Copy each line below in which the string "cannot" occurs.

##### Entries shown

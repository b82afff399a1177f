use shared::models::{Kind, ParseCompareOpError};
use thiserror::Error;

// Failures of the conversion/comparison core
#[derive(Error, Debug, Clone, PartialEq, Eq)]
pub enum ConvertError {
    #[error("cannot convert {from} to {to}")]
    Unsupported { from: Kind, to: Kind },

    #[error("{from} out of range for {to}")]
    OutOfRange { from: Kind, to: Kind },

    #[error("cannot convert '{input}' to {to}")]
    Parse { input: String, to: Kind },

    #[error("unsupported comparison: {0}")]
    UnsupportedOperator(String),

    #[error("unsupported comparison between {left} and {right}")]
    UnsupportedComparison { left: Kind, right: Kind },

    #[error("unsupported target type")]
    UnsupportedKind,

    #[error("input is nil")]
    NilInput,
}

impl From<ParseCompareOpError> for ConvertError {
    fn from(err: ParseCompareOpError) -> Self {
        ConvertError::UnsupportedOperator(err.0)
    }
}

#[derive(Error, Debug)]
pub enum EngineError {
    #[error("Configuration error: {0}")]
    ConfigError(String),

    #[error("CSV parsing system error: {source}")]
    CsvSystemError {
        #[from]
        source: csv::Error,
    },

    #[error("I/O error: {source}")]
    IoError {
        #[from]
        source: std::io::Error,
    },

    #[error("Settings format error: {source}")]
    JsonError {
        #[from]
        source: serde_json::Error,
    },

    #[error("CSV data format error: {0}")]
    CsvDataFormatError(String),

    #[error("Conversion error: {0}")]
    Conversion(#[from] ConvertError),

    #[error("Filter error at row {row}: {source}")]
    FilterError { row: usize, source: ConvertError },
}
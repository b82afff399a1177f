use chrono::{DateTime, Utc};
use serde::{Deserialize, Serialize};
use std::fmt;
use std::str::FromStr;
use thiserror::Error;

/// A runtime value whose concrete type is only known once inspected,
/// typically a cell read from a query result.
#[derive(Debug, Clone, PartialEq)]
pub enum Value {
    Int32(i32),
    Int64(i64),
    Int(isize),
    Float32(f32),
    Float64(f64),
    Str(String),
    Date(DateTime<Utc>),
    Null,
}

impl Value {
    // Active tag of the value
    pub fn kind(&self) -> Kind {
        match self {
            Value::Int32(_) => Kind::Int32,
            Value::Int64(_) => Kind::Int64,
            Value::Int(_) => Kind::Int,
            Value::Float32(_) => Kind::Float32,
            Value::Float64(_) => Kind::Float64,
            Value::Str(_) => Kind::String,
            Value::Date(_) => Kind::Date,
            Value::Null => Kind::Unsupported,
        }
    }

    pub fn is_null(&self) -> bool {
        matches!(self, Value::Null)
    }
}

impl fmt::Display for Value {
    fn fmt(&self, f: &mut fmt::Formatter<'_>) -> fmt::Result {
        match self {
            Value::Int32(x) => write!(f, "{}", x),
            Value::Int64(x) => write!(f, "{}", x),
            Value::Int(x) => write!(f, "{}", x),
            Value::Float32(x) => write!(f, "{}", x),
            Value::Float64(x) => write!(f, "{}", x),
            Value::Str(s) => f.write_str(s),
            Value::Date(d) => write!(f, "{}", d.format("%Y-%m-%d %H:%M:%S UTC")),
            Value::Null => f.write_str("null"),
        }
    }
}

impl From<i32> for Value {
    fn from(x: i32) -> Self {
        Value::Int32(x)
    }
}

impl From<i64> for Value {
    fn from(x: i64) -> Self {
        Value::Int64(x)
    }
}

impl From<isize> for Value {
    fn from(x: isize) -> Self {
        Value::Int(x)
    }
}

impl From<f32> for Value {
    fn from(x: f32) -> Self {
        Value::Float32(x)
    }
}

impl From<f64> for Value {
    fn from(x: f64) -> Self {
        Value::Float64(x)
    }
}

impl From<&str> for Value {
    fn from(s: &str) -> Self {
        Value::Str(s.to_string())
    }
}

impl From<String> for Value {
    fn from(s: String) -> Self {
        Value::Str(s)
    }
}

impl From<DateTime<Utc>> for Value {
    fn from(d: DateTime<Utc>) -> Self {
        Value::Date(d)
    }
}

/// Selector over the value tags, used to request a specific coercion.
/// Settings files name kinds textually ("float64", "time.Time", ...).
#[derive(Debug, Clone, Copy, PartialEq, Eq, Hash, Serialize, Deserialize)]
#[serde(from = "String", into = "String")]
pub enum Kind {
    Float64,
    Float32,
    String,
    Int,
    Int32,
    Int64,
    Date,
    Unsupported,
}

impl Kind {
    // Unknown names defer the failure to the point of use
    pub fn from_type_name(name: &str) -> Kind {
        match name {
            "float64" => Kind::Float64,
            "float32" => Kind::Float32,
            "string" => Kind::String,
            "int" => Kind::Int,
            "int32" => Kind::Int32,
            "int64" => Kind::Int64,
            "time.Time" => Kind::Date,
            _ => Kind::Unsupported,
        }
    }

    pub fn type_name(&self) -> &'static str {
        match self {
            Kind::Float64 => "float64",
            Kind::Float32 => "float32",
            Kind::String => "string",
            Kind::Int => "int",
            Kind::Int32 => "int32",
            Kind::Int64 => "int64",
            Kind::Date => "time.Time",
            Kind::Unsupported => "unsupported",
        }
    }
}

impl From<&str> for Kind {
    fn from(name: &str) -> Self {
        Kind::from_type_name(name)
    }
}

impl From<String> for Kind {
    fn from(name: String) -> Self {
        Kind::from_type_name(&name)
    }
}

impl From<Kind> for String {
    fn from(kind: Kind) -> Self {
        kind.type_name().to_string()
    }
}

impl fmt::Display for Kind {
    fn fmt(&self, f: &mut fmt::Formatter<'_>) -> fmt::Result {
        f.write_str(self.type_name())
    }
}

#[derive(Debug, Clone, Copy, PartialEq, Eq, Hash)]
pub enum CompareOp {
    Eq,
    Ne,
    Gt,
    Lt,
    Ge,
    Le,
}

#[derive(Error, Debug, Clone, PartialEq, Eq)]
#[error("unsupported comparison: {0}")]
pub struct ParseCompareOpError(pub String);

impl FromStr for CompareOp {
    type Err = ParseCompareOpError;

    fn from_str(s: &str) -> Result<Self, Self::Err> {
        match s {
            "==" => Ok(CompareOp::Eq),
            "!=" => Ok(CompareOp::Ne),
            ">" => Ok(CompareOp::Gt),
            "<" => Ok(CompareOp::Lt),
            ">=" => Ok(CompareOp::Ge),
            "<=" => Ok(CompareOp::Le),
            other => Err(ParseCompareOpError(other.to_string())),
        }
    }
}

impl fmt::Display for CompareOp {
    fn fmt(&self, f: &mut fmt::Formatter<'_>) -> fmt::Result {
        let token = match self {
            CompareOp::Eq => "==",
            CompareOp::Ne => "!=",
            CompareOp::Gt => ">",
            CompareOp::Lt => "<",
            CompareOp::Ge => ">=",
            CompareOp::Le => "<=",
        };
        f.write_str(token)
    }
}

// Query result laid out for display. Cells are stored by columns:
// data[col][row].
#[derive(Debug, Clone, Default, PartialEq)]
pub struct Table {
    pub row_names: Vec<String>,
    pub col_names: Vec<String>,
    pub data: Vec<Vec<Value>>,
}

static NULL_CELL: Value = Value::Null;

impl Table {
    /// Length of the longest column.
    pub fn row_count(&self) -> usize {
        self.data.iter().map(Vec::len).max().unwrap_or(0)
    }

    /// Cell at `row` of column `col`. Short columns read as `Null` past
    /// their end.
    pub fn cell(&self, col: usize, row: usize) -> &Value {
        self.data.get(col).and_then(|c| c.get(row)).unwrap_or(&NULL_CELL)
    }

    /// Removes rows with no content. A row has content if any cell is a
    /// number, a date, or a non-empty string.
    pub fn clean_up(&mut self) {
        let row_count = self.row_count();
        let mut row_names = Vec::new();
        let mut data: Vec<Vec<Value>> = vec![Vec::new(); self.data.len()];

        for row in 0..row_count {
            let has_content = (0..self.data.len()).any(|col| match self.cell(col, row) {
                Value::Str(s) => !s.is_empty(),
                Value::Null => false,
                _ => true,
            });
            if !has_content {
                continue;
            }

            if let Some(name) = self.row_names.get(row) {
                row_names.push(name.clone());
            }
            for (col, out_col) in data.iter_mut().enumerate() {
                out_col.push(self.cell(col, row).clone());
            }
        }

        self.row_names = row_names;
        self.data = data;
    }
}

##########

◆ Answer section ◆
    #[error("cannot convert {from} to {to}")]
    #[error("cannot convert '{input}' to {to}")]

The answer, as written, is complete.